◆ **To do**
Extract, unchanged, each line of the listing below from its first line through the line that contains "self.canonical = canonical;", inclusive, and nothing else.

◆ **Records supplied**
= Beginning of Section =
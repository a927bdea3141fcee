/// Default upper bound on how many elements are allocated up front from a length prefix.
pub const DEFAULT_MAX_INIT_LEN: usize = 1024 * 1024;

/// Default limit on how deeply dynamic values may nest sequences and maps.
pub const DEFAULT_MAX_DEPTH: usize = 256;

/// Behavioural options shared by encode and decode calls.
///
/// A `Handle` is created by the caller and only ever read by the codec, so a single instance can
/// be reused across calls and threads.
///
/// # Example
/// ```rust
/// use senax_codec::Handle;
///
/// let handle = Handle::new().with_canonical(true).with_max_init_len(4096);
/// assert!(handle.canonical());
/// assert!(!handle.map_value_reset());
/// ```
#[derive(Debug, Clone, PartialEq, Eq)]
pub struct Handle {
    canonical: bool,
    map_value_reset: bool,
    max_init_len: usize,
    max_depth: usize,
}

impl Handle {
    pub fn new() -> Self {
        Self::default()
    }

    /// Sort map entries by their encoded key bytes, so equal maps always encode identically.
    pub fn with_canonical(mut self, canonical: bool) -> Self {
        self.canonical = canonical;
        self
    }

    /// Decode map values into fresh values instead of into the entry already held for that key.
    pub fn with_map_value_reset(mut self, reset: bool) -> Self {
        self.map_value_reset = reset;
        self
    }

    /// Cap the number of elements reserved ahead of decoding them.
    ///
    /// Larger payloads still decode; they just grow incrementally past this point.
    pub fn with_max_init_len(mut self, len: usize) -> Self {
        self.max_init_len = len;
        self
    }

    /// Limit how many sequences and maps a decoded [`Value`](crate::Value) may nest.
    ///
    /// Deeper input fails with [`EncoderError::Format`](crate::EncoderError::Format) instead of
    /// exhausting the stack.
    pub fn with_max_depth(mut self, depth: usize) -> Self {
        self.max_depth = depth;
        self
    }

    pub fn canonical(&self) -> bool {
        self.canonical
    }

    pub fn map_value_reset(&self) -> bool {
        self.map_value_reset
    }

    pub fn max_init_len(&self) -> usize {
        self.max_init_len
    }

    pub fn max_depth(&self) -> usize {
        self.max_depth
    }
}

impl Default for Handle {
    fn default() -> Self {
        Self {
            canonical: false,
            map_value_reset: false,
            max_init_len: DEFAULT_MAX_INIT_LEN,
            max_depth: DEFAULT_MAX_DEPTH,
        }
    }
}
use crate::kind::{Classify, Kind, ScalarKind};
use crate::{Decoder, Encoder, EncoderError, Handle, Result};
use bytes::{Buf, BufMut, Bytes, BytesMut};
use std::fmt;

/// Type tags used in the senax binary format.
///
/// These tags are written as the first byte of each encoded value to identify its type.
/// Most users do not need to use these directly.
///
/// - Scalars, nil, strings, binary data, sequences and maps each have their own tag(s).
/// - Tags are stable and part of the wire format.

///< 0 for numbers
pub const TAG_ZERO: u8 = 0;
// 0-127: unsigned values stored in the tag itself
pub const TAG_U8_127: u8 = 127;
///< Nil pointer or nil collection
pub const TAG_NONE: u8 = 128;
pub const TAG_FALSE: u8 = 129;
pub const TAG_TRUE: u8 = 130;
pub const TAG_U8: u8 = 131;
pub const TAG_U16: u8 = 132;
pub const TAG_U32: u8 = 133;
pub const TAG_U64: u8 = 134;
pub const TAG_U128: u8 = 135;
///< Negative signed integer (bit-inverted encoding)
pub const TAG_NEGATIVE: u8 = 136;
pub const TAG_F32: u8 = 137;
pub const TAG_F64: u8 = 138;
///< Short string (length in tag)
pub const TAG_STRING_BASE: u8 = 139;
///< Long string (length encoded)
pub const TAG_STRING_LONG: u8 = 180;
///< Vec<u8> or Bytes
pub const TAG_BINARY: u8 = 181;
///< Marks the following unsigned integer as a signed value
pub const TAG_SIGNED: u8 = 182;
///< Short sequence (length in tag)
pub const TAG_SEQ_BASE: u8 = 188;
///< Long sequence (length encoded)
pub const TAG_SEQ_LONG: u8 = 194;
///< Map (HashMap, BTreeMap, IndexMap, map-by-slice types)
pub const TAG_MAP: u8 = 196;

/// Reads one tag byte.
#[inline]
pub fn read_tag(reader: &mut Bytes) -> Result<u8> {
    if reader.remaining() == 0 {
        return Err(EncoderError::InsufficientData);
    }
    Ok(reader.get_u8())
}

/// Returns the next tag byte without consuming it.
#[inline]
pub fn peek_tag(reader: &Bytes) -> Result<u8> {
    reader.first().copied().ok_or(EncoderError::InsufficientData)
}

/// Consumes a `TAG_NONE` if it is next, reporting whether it did.
#[inline]
pub(crate) fn take_nil(reader: &mut Bytes) -> Result<bool> {
    if peek_tag(reader)? == TAG_NONE {
        reader.advance(1);
        return Ok(true);
    }
    Ok(false)
}

/// Splits `len` bytes off the front of the reader.
#[inline]
pub(crate) fn take_bytes(reader: &mut Bytes, len: usize) -> Result<Bytes> {
    if reader.remaining() < len {
        return Err(EncoderError::InsufficientData);
    }
    Ok(reader.split_to(len))
}

// --- Integers ---

/// An integer as it appears on the wire, before it is narrowed to a destination type.
#[derive(Debug, Clone, Copy, PartialEq, Eq)]
pub enum WireInt {
    Unsigned(u128),
    /// A negative value, stored bit-inverted: the value is `!inverted`.
    Negative(u128),
}

impl WireInt {
    /// Reads any integer encoding, skipping a leading `TAG_SIGNED` marker.
    pub fn decode(reader: &mut Bytes) -> Result<Self> {
        let mut tag = read_tag(reader)?;
        if tag == TAG_SIGNED {
            tag = read_tag(reader)?;
        }
        if tag == TAG_NEGATIVE {
            let tag = read_tag(reader)?;
            return Ok(WireInt::Negative(decode_unsigned_from_tag(tag, reader)?));
        }
        Ok(WireInt::Unsigned(decode_unsigned_from_tag(tag, reader)?))
    }

    /// Narrows to `T`, failing with [`EncoderError::Range`] instead of wrapping.
    pub fn narrow<T>(self, target: &'static str) -> Result<T>
    where
        T: TryFrom<u128> + TryFrom<i128>,
    {
        let narrowed = match self {
            WireInt::Unsigned(value) => <T as TryFrom<u128>>::try_from(value).ok(),
            WireInt::Negative(inverted) => i128::try_from(inverted)
                .ok()
                .and_then(|inv| <T as TryFrom<i128>>::try_from(!inv).ok()),
        };
        narrowed.ok_or_else(|| EncoderError::range(self, target))
    }
}

macro_rules! impl_wire_int_to_float {
    ($($method:ident => $ty:ty),* $(,)?) => {
        impl WireInt {
            $(
                /// Converts to a float, failing with [`EncoderError::Range`] unless the value is
                /// exactly representable.
                pub fn $method(self) -> Result<$ty> {
                    // 2^128, or infinity where that overflows
                    let limit = u128::MAX as $ty;
                    let exact = |magnitude: u128| {
                        let value = magnitude as $ty;
                        (value < limit && value as u128 == magnitude).then_some(value)
                    };
                    let converted = match self {
                        WireInt::Unsigned(value) => exact(value),
                        WireInt::Negative(inverted) => match inverted.checked_add(1) {
                            Some(magnitude) => exact(magnitude).map(|value| -value),
                            None => limit.is_finite().then_some(-limit),
                        },
                    };
                    converted.ok_or_else(|| EncoderError::range(self, stringify!($ty)))
                }
            )*
        }
    };
}

impl_wire_int_to_float!(to_f32 => f32, to_f64 => f64);

/// True for every tag that starts an integer encoding.
#[inline]
pub fn is_int_tag(tag: u8) -> bool {
    matches!(
        tag,
        TAG_ZERO..=TAG_U8_127 | TAG_U8..=TAG_U128 | TAG_NEGATIVE | TAG_SIGNED
    )
}

impl fmt::Display for WireInt {
    fn fmt(&self, f: &mut fmt::Formatter<'_>) -> fmt::Result {
        match *self {
            WireInt::Unsigned(value) => write!(f, "{}", value),
            WireInt::Negative(inverted) => match inverted.checked_add(1) {
                Some(magnitude) => write!(f, "-{}", magnitude),
                None => f.write_str("-340282366920938463463374607431768211456"),
            },
        }
    }
}

/// Encodes an unsigned integer using the compact variable-length format.
///
/// - 0..=127 are encoded as a single tag byte
/// - 128..=383 use `TAG_U8` followed by `value - 128`
/// - Larger values use `TAG_U16`, `TAG_U32`, `TAG_U64`, or `TAG_U128` with the value in
///   little-endian
pub fn encode_unsigned(value: u128, writer: &mut BytesMut) {
    if value <= TAG_U8_127 as u128 {
        writer.put_u8(TAG_ZERO + value as u8);
    } else if value <= 255 + 128 {
        writer.put_u8(TAG_U8);
        writer.put_u8((value - 128) as u8);
    } else if value <= u16::MAX as u128 {
        writer.put_u8(TAG_U16);
        writer.put_u16_le(value as u16);
    } else if value <= u32::MAX as u128 {
        writer.put_u8(TAG_U32);
        writer.put_u32_le(value as u32);
    } else if value <= u64::MAX as u128 {
        writer.put_u8(TAG_U64);
        writer.put_u64_le(value as u64);
    } else {
        writer.put_u8(TAG_U128);
        writer.put_u128_le(value);
    }
}

/// Encodes a signed integer: non-negative values as unsigned, negative values as `TAG_NEGATIVE`
/// followed by the bit-inverted value.
pub fn encode_signed(value: i128, writer: &mut BytesMut) {
    if value >= 0 {
        encode_unsigned(value as u128, writer);
    } else {
        writer.put_u8(TAG_NEGATIVE);
        encode_unsigned(!value as u128, writer);
    }
}

/// Decodes an unsigned integer whose tag has already been read.
fn decode_unsigned_from_tag(tag: u8, reader: &mut Bytes) -> Result<u128> {
    let width = match tag {
        TAG_ZERO..=TAG_U8_127 => return Ok((tag - TAG_ZERO) as u128),
        TAG_U8 => 1,
        TAG_U16 => 2,
        TAG_U32 => 4,
        TAG_U64 => 8,
        TAG_U128 => 16,
        other => {
            return Err(EncoderError::Format(format!(
                "Expected integer tag, got {}",
                other
            )))
        }
    };
    if reader.remaining() < width {
        return Err(EncoderError::InsufficientData);
    }
    Ok(match tag {
        TAG_U8 => reader.get_u8() as u128 + 128,
        TAG_U16 => reader.get_u16_le() as u128,
        TAG_U32 => reader.get_u32_le() as u128,
        TAG_U64 => reader.get_u64_le() as u128,
        _ => reader.get_u128_le(),
    })
}

macro_rules! impl_unsigned {
    ($($ty:ty => $scalar:ident),* $(,)?) => {
        $(
            impl Classify for $ty {
                fn classify() -> Kind {
                    Kind::Scalar(ScalarKind::$scalar)
                }
            }

            impl Encoder for $ty {
                fn encode(&self, writer: &mut BytesMut, _handle: &Handle) -> Result<()> {
                    encode_unsigned(*self as u128, writer);
                    Ok(())
                }
            }

            impl Decoder for $ty {
                fn decode(reader: &mut Bytes, _handle: &Handle) -> Result<Self> {
                    WireInt::decode(reader)?.narrow(ScalarKind::$scalar.name())
                }
            }
        )*
    };
}

macro_rules! impl_signed {
    ($($ty:ty => $scalar:ident),* $(,)?) => {
        $(
            impl Classify for $ty {
                fn classify() -> Kind {
                    Kind::Scalar(ScalarKind::$scalar)
                }
            }

            impl Encoder for $ty {
                fn encode(&self, writer: &mut BytesMut, _handle: &Handle) -> Result<()> {
                    encode_signed(*self as i128, writer);
                    Ok(())
                }
            }

            impl Decoder for $ty {
                fn decode(reader: &mut Bytes, _handle: &Handle) -> Result<Self> {
                    WireInt::decode(reader)?.narrow(ScalarKind::$scalar.name())
                }
            }
        )*
    };
}
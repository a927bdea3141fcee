//! Property-based tests for dynamic values and container decode paths.

use proptest::prelude::*;
use senax_codec::{decode, marshal, unmarshal, unmarshal_in_place, Handle, Value};
use std::collections::HashMap;

/// Strategy for generating arbitrary `Value` instances.
fn arb_value() -> impl Strategy<Value = Value> {
    let leaf = prop_oneof![
        Just(Value::Nil),
        any::<bool>().prop_map(Value::Bool),
        any::<i64>().prop_map(Value::Int),
        any::<u64>().prop_map(Value::Uint),
        // Floats compare by bit pattern, so NaN is fine here
        any::<f32>().prop_map(Value::Float32),
        any::<f64>().prop_map(Value::Float64),
        ".*".prop_map(Value::String),
        prop::collection::vec(any::<u8>(), 0..100).prop_map(Value::Bytes),
    ];

    leaf.prop_recursive(
        3,  // depth
        64, // size
        10, // items per collection
        |inner| {
            prop_oneof![
                prop::collection::vec(inner.clone(), 0..10).prop_map(Value::Seq),
                prop::collection::vec((inner.clone(), inner), 0..10).prop_map(Value::Map),
            ]
        },
    )
}

proptest! {
    #[test]
    fn value_round_trip(value in arb_value()) {
        let handle = Handle::default();
        let mut bytes = marshal(&value, &handle).expect("encode should succeed");
        let decoded: Value = decode(&mut bytes, &handle).expect("decode should succeed");
        prop_assert_eq!(decoded, value);
        prop_assert!(bytes.is_empty());
    }

    #[test]
    fn value_decode_into_any_destination(value in arb_value(), previous in arb_value()) {
        let handle = Handle::default();
        let bytes = marshal(&value, &handle).expect("encode should succeed");
        let mut dst = previous;
        unmarshal(bytes, &mut dst, &handle).expect("decode should succeed");
        prop_assert_eq!(dst, value);
    }

    #[test]
    fn canonical_encoding_ignores_insertion_order(
        entries in prop::collection::hash_map("[a-z]{0,8}", any::<i32>(), 0..20)
    ) {
        let handle = Handle::new().with_canonical(true);
        let forward: HashMap<String, i32> = entries.clone();
        let mut backward: HashMap<String, i32> = HashMap::with_capacity(entries.len() * 4);
        let mut pairs: Vec<_> = entries.into_iter().collect();
        pairs.reverse();
        backward.extend(pairs);
        prop_assert_eq!(
            marshal(&forward, &handle).expect("encode should succeed"),
            marshal(&backward, &handle).expect("encode should succeed")
        );
    }

    #[test]
    fn vec_decode_matches_source_for_any_destination(
        src in prop::collection::vec(any::<i64>(), 0..40),
        existing in prop::collection::vec(any::<i64>(), 0..40),
        spare in 0usize..16,
    ) {
        let handle = Handle::default();
        let bytes = marshal(&src, &handle).expect("encode should succeed");
        let mut dst = Vec::with_capacity(existing.len() + spare);
        dst.extend_from_slice(&existing);
        let capacity = dst.capacity();
        let ptr = dst.as_ptr();
        unmarshal(bytes, &mut dst, &handle).expect("decode should succeed");
        prop_assert_eq!(&dst, &src);
        if src.len() <= capacity {
            prop_assert_eq!(dst.as_ptr(), ptr);
        }
    }

    #[test]
    fn non_addressable_decode_requires_matching_length(
        src in prop::collection::vec(any::<u16>(), 0..20),
        len in 0usize..20,
    ) {
        let handle = Handle::default();
        let bytes = marshal(&src, &handle).expect("encode should succeed");
        let mut dst = vec![0u16; len];
        let result = unmarshal_in_place(bytes, &mut dst, &handle);
        if len == src.len() {
            prop_assert!(result.is_ok());
            prop_assert_eq!(&dst, &src);
        } else {
            prop_assert!(result.is_err());
            prop_assert_eq!(dst, vec![0u16; len]);
        }
    }
}
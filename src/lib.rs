//! # senax-codec
//!
//! A container-aware binary codec for Rust, built on the senax tag scheme.
//!
//! - Encodes scalars, sequences (`Vec<T>`), maps (`HashMap`, `BTreeMap`, `IndexMap`), pointers
//!   (`Option`, `Box`, `Arc`) and the dynamic [`Value`] type
//! - Keeps nil and empty collections apart: `None::<Vec<T>>` and `Some(vec![])` encode differently
//! - Decodes into existing destinations, reusing their capacity instead of reallocating
//! - Decodes into non-addressable destinations, filling existing slots without resizing them
//! - Lets a named sequence type be written as a key/value map with `#[senax(map_by_slice)]`
//!
//! ## Entry points
//!
//! - [`marshal`] encodes a value (or a pointer to one) into [`Bytes`].
//! - [`unmarshal`] decodes into a destination the caller owns; the codec may grow, shrink or
//!   replace its storage.
//! - [`unmarshal_in_place`] and [`unmarshal_slice`] decode into a destination the codec may only
//!   fill element by element.
//!
//! ```rust
//! use senax_codec::{marshal, unmarshal, Handle};
//!
//! let handle = Handle::default();
//! let bytes = marshal(&vec![1i32, 2, 3], &handle).unwrap();
//!
//! let mut dst: Vec<i32> = Vec::with_capacity(8);
//! unmarshal(bytes, &mut dst, &handle).unwrap();
//! assert_eq!(dst, vec![1, 2, 3]);
//! assert_eq!(dst.capacity(), 8);
//! ```
//!
//! ## Attribute Macros
//!
//! `#[derive(Encode, Decode)]` is available for single-field newtypes:
//!
//! - Without attributes the newtype is encoded exactly like its field.
//! - `#[senax(map_by_slice)]` on a newtype over `Vec<T>` writes the elements pairwise as a map
//!   (`[k0, v0, k1, v1, ...]`). An odd number of elements is an encode error.
//!
//! ## Feature Flags
//!
//! - `indexmap`: Enables encoding/decoding of `IndexMap` as an associative container.

pub mod container;
pub mod core;
mod features;
mod handle;
pub mod kind;
mod pointer;
pub mod target;
pub mod value;

pub use bytes;
use bytes::{Bytes, BytesMut};
pub use container::MapBySlice;
pub use handle::{Handle, DEFAULT_MAX_DEPTH, DEFAULT_MAX_INIT_LEN};
pub use kind::{kind_of, Classify, Kind, ScalarKind};
pub use senax_codec_derive::{Decode, Encode};
pub use target::{DecodePath, DecodeTarget, Payload};
pub use value::{FloatKey, Value};

/// Errors that can occur during encoding or decoding operations.
#[derive(Debug, thiserror::Error)]
pub enum EncoderError {
    /// The input is malformed: an unexpected tag, invalid UTF-8 or an unusable length prefix.
    #[error("Format error: {0}")]
    Format(String),
    /// The buffer did not contain enough data to complete the operation.
    #[error("Insufficient data in buffer")]
    InsufficientData,
    /// A decoded number does not fit the destination type.
    #[error("Value {value} out of range for {target}")]
    Range { value: String, target: &'static str },
    /// The type cannot be classified into anything the codec knows how to handle.
    #[error("Unsupported type: {0}")]
    UnsupportedType(String),
    /// The payload would require resizing a destination the codec may only fill.
    #[error("Cannot fit {payload} decoded elements into a non-addressable destination of length {available}")]
    Addressability { payload: usize, available: usize },
    /// A map-by-slice sequence does not consist of whole key/value pairs.
    #[error("Map-by-slice sequence has odd length {len}")]
    OddSequenceLength { len: usize },
}

impl EncoderError {
    /// Returns true for errors caused by malformed or truncated input.
    pub fn is_format(&self) -> bool {
        matches!(self, EncoderError::Format(_) | EncoderError::InsufficientData)
    }

    pub(crate) fn range(value: impl std::fmt::Display, target: &'static str) -> Self {
        EncoderError::Range {
            value: value.to_string(),
            target,
        }
    }
}

/// The result type used throughout this crate for encode/decode operations.
pub type Result<T> = std::result::Result<T, EncoderError>;

/// Trait for types that can be encoded into the senax binary format.
///
/// Most users should use `#[derive(Encode)]` on newtypes, or rely on the provided
/// implementations for scalars, collections and pointers.
pub trait Encoder: Classify {
    /// Encode the value into the given buffer.
    ///
    /// # Arguments
    /// * `writer` - The buffer to write the encoded bytes into.
    /// * `handle` - Behavioural options, such as canonical map ordering.
    fn encode(&self, writer: &mut BytesMut, handle: &Handle) -> Result<()>;
}

/// Trait for types that can be decoded from the senax binary format.
///
/// The three methods correspond to the three kinds of destination a decode can target:
/// no destination at all, a destination the codec owns, and a destination it may only fill.
pub trait Decoder: Classify + Sized {
    /// Decode a fresh value.
    fn decode(reader: &mut Bytes, handle: &Handle) -> Result<Self>;

    /// Decode into an existing value, reusing its storage where possible.
    ///
    /// The default replaces `self` with a freshly decoded value.
    fn decode_into(&mut self, reader: &mut Bytes, handle: &Handle) -> Result<()> {
        *self = Self::decode(reader, handle)?;
        Ok(())
    }

    /// Decode into an existing value without resizing or replacing its storage.
    ///
    /// Scalars are single slots and simply take the decoded value. Containers only overwrite the
    /// elements they already hold and fail with [`EncoderError::Addressability`] otherwise.
    fn decode_in_place(&mut self, reader: &mut Bytes, handle: &Handle) -> Result<()> {
        self.decode_into(reader, handle)
    }
}

/// Encodes a value into bytes.
///
/// The type is classified (and the classification validated) before anything is written, so an
/// unsupported type never produces partial output.
///
/// # Example
/// ```rust
/// use senax_codec::{marshal, unmarshal, Handle};
///
/// let handle = Handle::default();
/// let nil: Option<Vec<u8>> = None;
/// let empty: Option<Vec<u8>> = Some(Vec::new());
/// assert_ne!(marshal(&nil, &handle).unwrap(), marshal(&empty, &handle).unwrap());
/// ```
pub fn marshal<T: Encoder + 'static>(value: &T, handle: &Handle) -> Result<Bytes> {
    kind_of::<T>()?;
    let mut writer = BytesMut::new();
    value.encode(&mut writer, handle)?;
    Ok(writer.freeze())
}

/// Decodes bytes into a destination the caller owns.
///
/// The destination may be grown, truncated or replaced. Decoding through a pointer (`Box<T>`,
/// `Option<T>`) behaves exactly like decoding into the pointee.
///
/// # Example
/// ```rust
/// use senax_codec::{marshal, unmarshal, Handle};
///
/// let handle = Handle::default();
/// let bytes = marshal(&None::<Vec<i32>>, &handle).unwrap();
/// let mut dst: Option<Vec<i32>> = Some(Vec::new());
/// unmarshal(bytes, &mut dst, &handle).unwrap();
/// assert_eq!(dst, None);
/// ```
pub fn unmarshal<T: Decoder + 'static>(data: Bytes, dest: &mut T, handle: &Handle) -> Result<()> {
    kind_of::<T>()?;
    let mut reader = data;
    dest.decode_into(&mut reader, handle)
}

/// Decodes bytes into a destination the codec may fill but not resize or replace.
///
/// Sequences must already have exactly as many elements as the payload carries.
pub fn unmarshal_in_place<T: Decoder + 'static>(
    data: Bytes,
    dest: &mut T,
    handle: &Handle,
) -> Result<()> {
    kind_of::<T>()?;
    let mut reader = data;
    dest.decode_in_place(&mut reader, handle)
}

/// Decodes a sequence payload into a borrowed slice, one element per slot.
pub fn unmarshal_slice<T: Decoder + 'static>(
    data: Bytes,
    dest: &mut [T],
    handle: &Handle,
) -> Result<()> {
    kind_of::<Vec<T>>()?;
    let mut reader = data;
    container::decode_slice_in_place(dest, &mut reader, handle)
}

/// Convenience function to decode a fresh value from bytes.
///
/// # Example
/// ```rust
/// use senax_codec::{decode, marshal, Handle};
/// use std::collections::HashMap;
///
/// let handle = Handle::default();
/// let map: HashMap<String, u8> = [("a".to_string(), 0), ("b".to_string(), 33)].into();
/// let mut bytes = marshal(&map, &handle).unwrap();
/// let decoded: HashMap<String, u8> = decode(&mut bytes, &handle).unwrap();
/// assert_eq!(map, decoded);
/// ```
pub fn decode<T: Decoder + 'static>(reader: &mut Bytes, handle: &Handle) -> Result<T> {
    kind_of::<T>()?;
    T::decode(reader, handle)
}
= End of Section =
◆ **Finished exercise**
repository a927bdea3141fcee
/// Default upper bound on how many elements are allocated up front from a length prefix.
pub const DEFAULT_MAX_INIT_LEN: usize = 1024 * 1024;

/// Default limit on how deeply dynamic values may nest sequences and maps.
pub const DEFAULT_MAX_DEPTH: usize = 256;

/// Behavioural options shared by encode and decode calls.
///
/// A `Handle` is created by the caller and only ever read by the codec, so a single instance can
/// be reused across calls and threads.
///
/// # Example
/// ```rust
/// use senax_codec::Handle;
///
/// let handle = Handle::new().with_canonical(true).with_max_init_len(4096);
/// assert!(handle.canonical());
/// assert!(!handle.map_value_reset());
/// ```
#[derive(Debug, Clone, PartialEq, Eq)]
pub struct Handle {
    canonical: bool,
    map_value_reset: bool,
    max_init_len: usize,
    max_depth: usize,
}

impl Handle {
    pub fn new() -> Self {
        Self::default()
    }

    /// Sort map entries by their encoded key bytes, so equal maps always encode identically.
    pub fn with_canonical(mut self, canonical: bool) -> Self {
        self.canonical = canonical;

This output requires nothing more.